The void is.....well....the void >.>


----------



## HeyPatience (Apr 5, 2015)

Skyhook said:


> Thye gather back up all their original things and leave behind what they obtained in your town. After that they travel to campsites in different towns looking for a new town to move too. Think about it when they come to your main street they have original clothes/catchphrase.
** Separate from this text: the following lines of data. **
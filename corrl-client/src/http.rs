//! [`RegistryGateway`] over HTTP/JSON.

use std::path::Path;
use std::time::Duration;

use serde::de::DeserializeOwned;
use serde::Serialize;

use corrl_core::gateway::Result;
use corrl_core::{
    Correspondence, Dataset, Document, Endpoint, EndpointType, GatewayError, GenericObject,
    ObjectId, ObjectKind, RegistryGateway, ServiceAddress, ServiceInfo, TechSpace, View,
};

use crate::protocol::{
    AttachDocumentRequest, AttachServiceRequest, CreateEndpointRequest, Empty,
    ExportSchemaRequest, ListObjectsRequest, MergeSpecRequest, ObjectRequest, RegistryResponse,
    ShutdownRequest, API_PREFIX,
};

const CONNECT_TIMEOUT: Duration = Duration::from_secs(2);
const REQUEST_TIMEOUT: Duration = Duration::from_secs(30);

/// Blocking client for a CorrLang service at `base_url`.
#[derive(Debug, Clone)]
pub struct HttpGateway {
    agent: ureq::Agent,
    base_url: String,
}

impl HttpGateway {
    pub fn new(base_url: impl Into<String>) -> Self {
        let agent = ureq::AgentBuilder::new()
            .timeout_connect(CONNECT_TIMEOUT)
            .timeout(REQUEST_TIMEOUT)
            .build();
        Self {
            agent,
            base_url: base_url.into().trim_end_matches('/').to_string(),
        }
    }

    /// Client for the service on `localhost:<port>`.
    pub fn localhost(port: u16) -> Self {
        Self::new(format!("http://localhost:{port}"))
    }

    pub fn base_url(&self) -> &str {
        &self.base_url
    }

    fn call<B: Serialize, T: DeserializeOwned>(&self, operation: &str, body: &B) -> Result<T> {
        let url = format!("{}/{API_PREFIX}/{operation}", self.base_url);
        tracing::debug!(%url, "registry call");

        let response = match self.agent.post(&url).send_json(body) {
            Ok(response) => response,
            // Rejections may come with an error status; the envelope still carries the reason.
            Err(ureq::Error::Status(code, response)) => {
                tracing::debug!(%url, code, "registry answered with error status");
                response
            }
            Err(ureq::Error::Transport(transport)) => {
                return Err(GatewayError::Transport {
                    address: self.base_url.clone(),
                    message: transport.to_string(),
                });
            }
        };

        let status = response.status();
        let envelope: RegistryResponse = response.into_json().map_err(|err| {
            GatewayError::Protocol(format!(
                "unreadable reply from {operation} (HTTP {status}): {err}"
            ))
        })?;
        envelope.into_data()
    }
}

impl RegistryGateway for HttpGateway {
    fn status(&self) -> Result<ServiceInfo> {
        self.call("status", &Empty {})
    }

    fn request_shutdown(&self, reason: &str, grace_period_secs: u32) -> Result<()> {
        self.call(
            "shutdown",
            &ShutdownRequest {
                reason: reason.to_string(),
                grace_period_secs,
            },
        )
    }

    fn list_techspaces(&self) -> Result<Vec<TechSpace>> {
        self.call("techspaces/list", &Empty {})
    }

    fn list_objects(
        &self,
        kind: Option<ObjectKind>,
        project: Option<&str>,
    ) -> Result<Vec<GenericObject>> {
        self.call(
            "objects/list",
            &ListObjectsRequest {
                kind,
                project: project.map(str::to_string),
            },
        )
    }

    fn endpoint(&self, id: ObjectId) -> Result<Endpoint> {
        self.call("endpoints/get", &ObjectRequest { id })
    }

    fn correspondence(&self, id: ObjectId) -> Result<Correspondence> {
        self.call("correspondences/get", &ObjectRequest { id })
    }

    fn view(&self, id: ObjectId) -> Result<View> {
        self.call("views/get", &ObjectRequest { id })
    }

    fn create_endpoint(
        &self,
        project: &str,
        name: &str,
        endpoint_type: EndpointType,
    ) -> Result<Endpoint> {
        self.call(
            "endpoints/create",
            &CreateEndpointRequest {
                project: project.to_string(),
                name: name.to_string(),
                endpoint_type,
            },
        )
    }

    fn attach_schema(
        &self,
        endpoint: ObjectId,
        techspace: Option<&str>,
        document: &Document,
    ) -> Result<()> {
        self.call(
            "endpoints/schema",
            &AttachDocumentRequest {
                endpoint,
                techspace: techspace.map(str::to_string),
                document: document.clone(),
            },
        )
    }

    fn attach_dataset(
        &self,
        endpoint: ObjectId,
        techspace: Option<&str>,
        document: &Document,
    ) -> Result<Dataset> {
        self.call(
            "endpoints/dataset",
            &AttachDocumentRequest {
                endpoint,
                techspace: techspace.map(str::to_string),
                document: document.clone(),
            },
        )
    }

    fn attach_service_address(
        &self,
        endpoint: ObjectId,
        techspace: Option<&str>,
        address: &ServiceAddress,
    ) -> Result<()> {
        self.call(
            "endpoints/service",
            &AttachServiceRequest {
                endpoint,
                techspace: techspace.map(str::to_string),
                address: address.clone(),
            },
        )
    }

    fn export_schema(
        &self,
        endpoint: ObjectId,
        techspace: Option<&str>,
        target: &Path,
    ) -> Result<()> {
        self.call(
            "endpoints/schema/export",
            &ExportSchemaRequest {
                endpoint,
                techspace: techspace.map(str::to_string),
                target: target.to_path_buf(),
            },
        )
    }

    fn delete_object(&self, id: ObjectId) -> Result<()> {
        self.call("objects/delete", &ObjectRequest { id })
    }

    fn merge_spec_file(&self, project: &str, path: &Path) -> Result<()> {
        self.call(
            "projects/merge",
            &MergeSpecRequest {
                project: project.to_string(),
                path: path.to_path_buf(),
            },
        )
    }
}

#[cfg(test)]
mod tests {
    use super::*;

    #[test]
    fn trailing_slash_is_dropped_from_base_url() {
        assert_eq!(HttpGateway::new("http://host:1/").base_url(), "http://host:1");
        assert_eq!(HttpGateway::localhost(6969).base_url(), "http://localhost:6969");
    }
}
Ive honestly never noticed that! Ill have to check the next time I see one on Main Street.


----------



## Snowtyke (Apr 5, 2015)

I see it sort of like a hotel-y place where villagers can look through towns they want to live in and they decide where they want to stay.


----------



## Rarr01 (Apr 6, 2015)

I never actually thought about this. I guess I just looked at it as some black hole that they go to.  Really sad to think about that when I lost a dreamie in it, but I never thought about it being a nicer place like some of you have.  I liked the idea of them being on the train a lot, maybe waiting to go to a brand new town that is just beginning.


----------



## Jesusfreakette (Apr 7, 2015)

I think of it as a giant world, full of all AC-related that's been deleted - homes, trees, villagers, items, fish, all of it! But it's a dark, dying place, and everyone is slowly losing hope and their sanity, so they're turning wild before being swallowed up by the black clouds that lazily roll overhead. The trains pass by, but it never stops.

But everyone has their own idea about how the Void looks! I love it. I started-never-finished a collaborative art project about how thoss different ideas, back when I first joined! So fun :~)


----------



## Classygirl (Apr 8, 2015)

I assume that's where campers come from, once they leave living on your Main Street sleeping in the museum, lol.


----------